Asmj syntax

Last revised: 23-Nov-2003
Syntax of 80xx-family comments

A comment line either begins with an asterisk in the very first column (followed by anything else); or consists of some number of white-space characters (possibly zero) followed by a semi-colon (followed by anything else). The entire line is discarded.

	spaces ::= " " ...
	commentline ::= '*' <anything>
	             |  <spaces> ';' <anything>

Syntax of 80xx-family numbers

For 80xx processors, numbers can be specified with a suffix that indicates the base. The suffix is a single letter, and is not case sensitive.

  1. Decimal numbers

    A decimal number may have the suffix "D" to emphasize that it is actually decimal. The suffix is unnecessary, since a string of digits without any suffix is taken to be decimal.

    	decimal_digit ::= "0"|"1"|"2"|"3"|"4"|"5"|"6"|"7"|"8"|"9"
    	decimal_suffix ::= "D"|"d"
    	decimal_number ::= <decimal_digit>... [<decimal_suffix>]

  2. Hexadecimal numbers

    A hexadecimal number is indicated by the suffix "H".

    Note that a hexadecimal number beginning with 'A' through 'F' would be mistaken for a symbol name. To force it to be recognized as a number, just add a leading zero.

    This is exactly equivalent to the processor-neutral form in which the prefix "0x" indicates a hexadecimal number. (This does not displace the processor-neutral syntax; either syntax may be used to the same effect.)

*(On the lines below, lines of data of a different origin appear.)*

//! Steering telemetry logging.
//!
//! Outputs CSV data for analysis. Supports multiple output destinations via
//! the `TelemetryOutput` trait. File output is reset each time recording
//! starts.

use std::{
    fs::{File, OpenOptions},
    io::Write,
};

use glam::Vec3;
use truck_steer::{DriveMode, Pose};

/// Telemetry output file path.
pub const TELEMETRY_PATH: &str = "telemetry.csv";

/// Snapshot of the steering state for one frame.
pub struct TelemetrySnapshot {
    pub frame: u64,
    pub elapsed: f32,
    pub mode: DriveMode,
    pub pose: Pose,
    pub pivot: Vec3,
}

/// Trait for telemetry output destinations.
pub trait TelemetryOutput: Send + Sync {
    /// Write the CSV header.
    fn write_header(&mut self, header: &str);
    /// Write a data row.
    fn write_row(&mut self, row: &str);
}

/// File-based output.
#[derive(Default)]
pub struct FileTelemetryOutput;

impl TelemetryOutput for FileTelemetryOutput {
    fn write_header(&mut self, header: &str) {
        match File::create(TELEMETRY_PATH) {
            Ok(mut file) => {
                let _ = writeln!(file, "{header}");
            }
            Err(e) => tracing::warn!("Failed to create {TELEMETRY_PATH}: {e}"),
        }
    }

    fn write_row(&mut self, row: &str) {
        if let Ok(mut file) = OpenOptions::new().append(true).open(TELEMETRY_PATH) {
            let _ = writeln!(file, "{row}");
        }
    }
}

/// Stdout output for the headless trace.
pub struct StdoutTelemetryOutput;

impl TelemetryOutput for StdoutTelemetryOutput {
    fn write_header(&mut self, header: &str) {
        println!("{header}");
    }

    fn write_row(&mut self, row: &str) {
        println!("{row}");
    }
}

/// In-memory output, one string per line.
#[derive(Default)]
pub struct BufferTelemetryOutput {
    pub lines: Vec<String>,
}

impl TelemetryOutput for BufferTelemetryOutput {
    fn write_header(&mut self, header: &str) {
        self.lines.clear();
        self.lines.push(header.to_owned());
    }

    fn write_row(&mut self, row: &str) {
        self.lines.push(row.to_owned());
    }
}

/// Macro to define CSV schema and generate telemetry functions.
///
/// This generates `reset_telemetry_to()` and `emit_telemetry_to()` from a
/// single schema definition, keeping column names and formats in sync.
macro_rules! define_telemetry {
    (
        columns: { $( $name:ident : $fmt:literal ),* $(,)? },
        prelude: |$snapshot:ident| { $( $prelude:stmt );* $(;)? },
        row_values: { $( $val:expr ),* $(,)? }
    ) => {
        /// CSV header string.
        const CSV_HEADER: &str = concat!( $( stringify!($name), "," ),* );

        /// Reset telemetry (write header) to the specified output.
        pub fn reset_telemetry_to(output: &mut dyn TelemetryOutput) {
            output.write_header(CSV_HEADER.trim_end_matches(','));
        }

        /// Write telemetry data to the specified output.
        pub fn emit_telemetry_to($snapshot: &TelemetrySnapshot, output: &mut dyn TelemetryOutput) {
            $( $prelude )*

            // Generate row from schema, then trim trailing comma.
            let line = format!( concat!( $( $fmt, "," ),* ), $( $val ),* );
            let line = line.trim_end_matches(',');

            output.write_row(line);
        }
    };
}

define_telemetry! {
    columns: {
        frame: "{}",
        t: "{:.4}",
        mode: "{}",
        pos_x: "{:.3}",
        pos_y: "{:.3}",
        pos_z: "{:.3}",
        yaw_deg: "{:.2}",
        pivot_x: "{:.3}",
        pivot_z: "{:.3}",
        distance: "{:.4}",
    },
    prelude: |s| {
        let distance = s.pose.horizontal_distance_to(s.pivot);
    },
    row_values: {
        s.frame,
        s.elapsed,
        s.mode.label(),
        s.pose.position.x,
        s.pose.position.y,
        s.pose.position.z,
        s.pose.yaw.to_degrees(),
        s.pivot.x,
        s.pivot.z,
        distance,
    }
}

#[cfg(test)]
mod tests {
    use super::*;

    fn snapshot() -> TelemetrySnapshot {
        TelemetrySnapshot {
            frame: 7,
            elapsed: 0.125,
            mode: DriveMode::Pursuing,
            pose: Pose::new(Vec3::new(3.0, 18.0, 4.0), 0.0),
            pivot: Vec3::new(0.0, 18.0, 0.0),
        }
    }

    #[test]
    fn test_header_has_no_trailing_comma() {
        let mut out = BufferTelemetryOutput::default();
        reset_telemetry_to(&mut out);
        assert_eq!(
            out.lines,
            ["frame,t,mode,pos_x,pos_y,pos_z,yaw_deg,pivot_x,pivot_z,distance"]
        );
    }

    #[test]
    fn test_row_matches_header() {
        let mut out = BufferTelemetryOutput::default();
        reset_telemetry_to(&mut out);
        emit_telemetry_to(&snapshot(), &mut out);

        assert_eq!(
            out.lines[1],
            "7,0.1250,Pursuing,3.000,18.000,4.000,0.00,0.000,0.000,5.0000"
        );
        let columns = out.lines[0].split(',').count();
        assert_eq!(out.lines[1].split(',').count(), columns);
    }

    #[test]
    fn test_reset_clears_buffer() {
        let mut out = BufferTelemetryOutput::default();
        reset_telemetry_to(&mut out);
        emit_telemetry_to(&snapshot(), &mut out);
        reset_telemetry_to(&mut out);
        assert_eq!(out.lines.len(), 1);
    }
}
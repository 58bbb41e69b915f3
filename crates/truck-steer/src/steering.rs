//! Per-frame kinematic steering.
//!
//! Each frame the truck turns to face the pivot and, while driving, covers a
//! fixed fraction of the remaining horizontal distance. The approach is an
//! exponential decay rather than constant-speed travel, and nothing ever
//! moves the truck vertically.

use std::f32::consts::{PI, TAU};

use glam::{Quat, Vec2, Vec3};
use serde::{Deserialize, Serialize};

use crate::error::{ConfigError, ConfigResult};
use crate::model::Transform3;

/// Fraction of the remaining distance covered per frame.
pub const DEFAULT_APPROACH_FACTOR: f32 = 0.03;

/// Correction between the model's authored forward axis (+X) and the
/// look-at axis (+Z), in degrees about +Y.
pub const DEFAULT_HEADING_OFFSET_DEGREES: f32 = -90.0;

/// Position and heading of the truck.
#[derive(Clone, Copy, Debug, PartialEq, Serialize, Deserialize)]
pub struct Pose {
    pub position: Vec3,
    /// Rotation about +Y in radians.
    pub yaw: f32,
}

impl Pose {
    pub fn new(position: Vec3, yaw: f32) -> Self {
        Self { position, yaw }
    }

    /// Orientation as a quaternion.
    pub fn rotation(&self) -> Quat {
        Quat::from_rotation_y(self.yaw)
    }

    /// The model's front axis (local +X) in world space.
    pub fn forward(&self) -> Vec3 {
        self.rotation() * Vec3::X
    }

    /// Rigid transform placing the model's root.
    pub fn transform(&self) -> Transform3 {
        Transform3::from_translation(self.position).with_rotation(self.rotation())
    }

    /// Distance to `target` in the ground plane.
    pub fn horizontal_distance_to(&self, target: Vec3) -> f32 {
        horizontal(target - self.position).length()
    }
}

/// Tunable steering constants.
#[derive(Clone, Copy, Debug, PartialEq, Serialize, Deserialize)]
#[serde(default)]
pub struct SteeringParams {
    /// Fraction of the remaining horizontal distance covered per frame, in `(0, 1]`.
    pub approach_factor: f32,
    /// Heading correction applied after facing the pivot, in degrees.
    pub heading_offset_degrees: f32,
}

impl Default for SteeringParams {
    fn default() -> Self {
        Self {
            approach_factor: DEFAULT_APPROACH_FACTOR,
            heading_offset_degrees: DEFAULT_HEADING_OFFSET_DEGREES,
        }
    }
}

impl SteeringParams {
    /// Heading correction in radians.
    pub fn heading_offset(&self) -> f32 {
        self.heading_offset_degrees.to_radians()
    }

    pub fn validate(&self) -> ConfigResult<()> {
        if !(self.approach_factor > 0.0 && self.approach_factor <= 1.0) {
            return Err(ConfigError::OutOfRange {
                field: "steering.approach_factor",
                value: self.approach_factor,
                expected: "(0, 1]",
            });
        }
        if !self.heading_offset_degrees.is_finite() {
            return Err(ConfigError::OutOfRange {
                field: "steering.heading_offset_degrees",
                value: self.heading_offset_degrees,
                expected: "a finite angle",
            });
        }
        Ok(())
    }
}

/// The per-frame steering update.
#[derive(Clone, Copy, Debug, Default, PartialEq)]
pub struct SteeringEngine {
    params: SteeringParams,
}

impl SteeringEngine {
    pub fn new(params: SteeringParams) -> Self {
        Self { params }
    }

    /// Yaw that points the model's front at `target`, or `None` when the two
    /// share a horizontal position and no direction exists.
    pub fn facing_yaw(&self, from: Vec3, target: Vec3) -> Option<f32> {
        let delta = horizontal(target - from);
        if delta == Vec2::ZERO {
            return None;
        }
        // Look-at yaw turns +Z towards the target; the offset then brings
        // the model's +X there.
        let look = delta.x.atan2(delta.y);
        Some(wrap_angle(look + self.params.heading_offset()))
    }

    /// Advance one frame.
    ///
    /// Orientation always tracks the pivot; position only moves when
    /// `movement_enabled` is set. The vertical coordinate is never touched.
    /// The approach decays geometrically until `f32` rounding stalls it,
    /// roughly 1e-4 units from the pivot after a few hundred frames.
    pub fn step(&self, pose: Pose, pivot: Vec3, movement_enabled: bool) -> Pose {
        let yaw = self.facing_yaw(pose.position, pivot).unwrap_or(pose.yaw);

        let mut position = pose.position;
        if movement_enabled {
            let remaining = horizontal(pivot - position) * self.params.approach_factor;
            position.x += remaining.x;
            position.z += remaining.y;
        }

        Pose { position, yaw }
    }
}

/// Project onto the ground plane as `(x, z)`.
fn horizontal(v: Vec3) -> Vec2 {
    Vec2::new(v.x, v.z)
}

/// Wrap an angle into `(-π, π]`.
pub fn wrap_angle(angle: f32) -> f32 {
    let wrapped = (angle + PI).rem_euclid(TAU) - PI;
    if wrapped <= -PI { wrapped + TAU } else { wrapped }
}
//! Scene assembly: ground, sun, truck and target pin.
//!
//! The truck and pin are spawned from the part trees built by `truck-steer`,
//! one entity per part, parented the same way. [`TruckEntities`] maps part
//! handles back to entities so other systems never look parts up by name.

use bevy::{
    light::{CascadeShadowConfig, CascadeShadowConfigBuilder, DirectionalLightShadowMap},
    prelude::*,
};
use truck_steer::{
    Headlight, PartId, PartRole, PartShape, PartTree, PinModel, Pose, Rectangle, SceneConfig,
    ShadowBounds, Transform3, TruckModel,
    config::{GroundConfig, LightConfig},
};

use crate::config::{ActiveConfig, ApplySceneConfig, hex_color};
use crate::steering::{TruckDrive, TruckPose};

/// Spot light intensity per unit of part intensity, in lumens.
const HEADLIGHT_LUMENS: f32 = 400_000.0;
/// How far the headlights reach.
const HEADLIGHT_RANGE: f32 = 250.0;

// ============================================================================
// Plugin
// ============================================================================

/// Plugin that builds the static scene and keeps it in sync with the config.
pub struct ScenePlugin;

impl Plugin for ScenePlugin {
    fn build(&self, app: &mut App) {
        app.add_systems(Startup, setup_scene)
            .add_observer(apply_light_config)
            .add_observer(apply_ground_config)
            .add_observer(apply_material_config)
            .add_observer(apply_marker_config);
    }
}

// ============================================================================
// Components and resources
// ============================================================================

/// Marker for the directional light.
#[derive(Component)]
pub struct Sun;

/// The ground's pickable surface in world space.
#[derive(Component)]
pub struct GroundSurface(pub Rectangle);

/// Marker for the truck's root entity.
#[derive(Component)]
pub struct Truck;

/// The target pin and its model.
#[derive(Component)]
pub struct TargetPin {
    pub height: f32,
    pub model: PinModel,
}

/// Entities spawned for each truck part, indexed by [`PartId`].
#[derive(Resource)]
pub struct TruckEntities {
    pub model: TruckModel,
    parts: Vec<Entity>,
}

impl TruckEntities {
    pub fn entity(&self, id: PartId) -> Option<Entity> {
        self.parts.get(id.index()).copied()
    }

    /// Lamp and target entities of each headlight.
    pub fn headlights(&self) -> impl Iterator<Item = (Entity, Entity)> + '_ {
        self.model
            .headlights
            .iter()
            .filter_map(|&Headlight { lamp, target, .. }| {
                Some((self.entity(lamp)?, self.entity(target)?))
            })
    }
}

/// Shared materials, one per part role.
#[derive(Resource)]
pub struct SceneMaterials {
    pub ground: Handle<StandardMaterial>,
    pub body: Handle<StandardMaterial>,
    pub cabin: Handle<StandardMaterial>,
    pub wheel: Handle<StandardMaterial>,
    pub headlight: Handle<StandardMaterial>,
    pub marker: Handle<StandardMaterial>,
}

impl SceneMaterials {
    fn for_role(&self, role: PartRole) -> Option<&Handle<StandardMaterial>> {
        match role {
            PartRole::Body => Some(&self.body),
            PartRole::Cabin => Some(&self.cabin),
            PartRole::Wheel => Some(&self.wheel),
            PartRole::HeadlightLens => Some(&self.headlight),
            PartRole::Marker => Some(&self.marker),
            PartRole::HeadlightLamp | PartRole::HeadlightTarget => None,
        }
    }
}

    	hex_digit ::= <decimal_digit>|"A"|"B"|"C"|"D"|"E"|"F"
    	hex_suffix ::= "H"|"h"
    	hex_number ::= <decimal_digit> <hex_digit>... <hex_suffix>

  3. Octal numbers

    An octal number is indicated by a suffix of either "O" or "Q". ("Q" is allowed because the letter "O" could be too easily misread as zero.)

    	octal_digit ::= "0"|"1"|"2"|"3"|"4"|"5"|"6"|"7"
    	octal_suffix ::= "O"|"o"|"Q"|"q"
    	octal_number ::= <octal_digit>... <octal_suffix>

  4. Binary numbers

    An binary number is indicated by a suffix of "B".

    	binary_digit ::= "0"|"1"
    	binary_suffix ::= "B"|"b"
    	binary_number ::= <binary_digit>... <binary_suffix>

Syntax of 80xx-family pseudo-ops

  1. db

    "Define bytes" allows for leaving initialized byte data in memory. Its argument is a comma-separated list of numeric values, each stored in a single byte. Any value which is too large to fit in a single byte is shortened to its least-significant byte, except for strings in quotes which are treated as if each character was a distinct value in the list.

  2. dw

    "Define words" is like "db", except that each value is stored in a pair of bytes, least-significant byte first. Just as for "db", characters of quoted strings are treated as if they were specified as individual values, which now means that they get two bytes each.

  3. ds

    This pseudo-op lets you "define storage" of a specified length. The contents of the block of memory are unspecified, and your program cannot depend on them to be initialized. The argument is a numeric expression telling how many bytes to reserve.

    Because the value of the expression determines the placement in memory of the following code, and therefore the value of the symbols defined there, the expression cannot contain forward references to those symbols; all symbols used in the expression must have values defined before the 'ds' itself.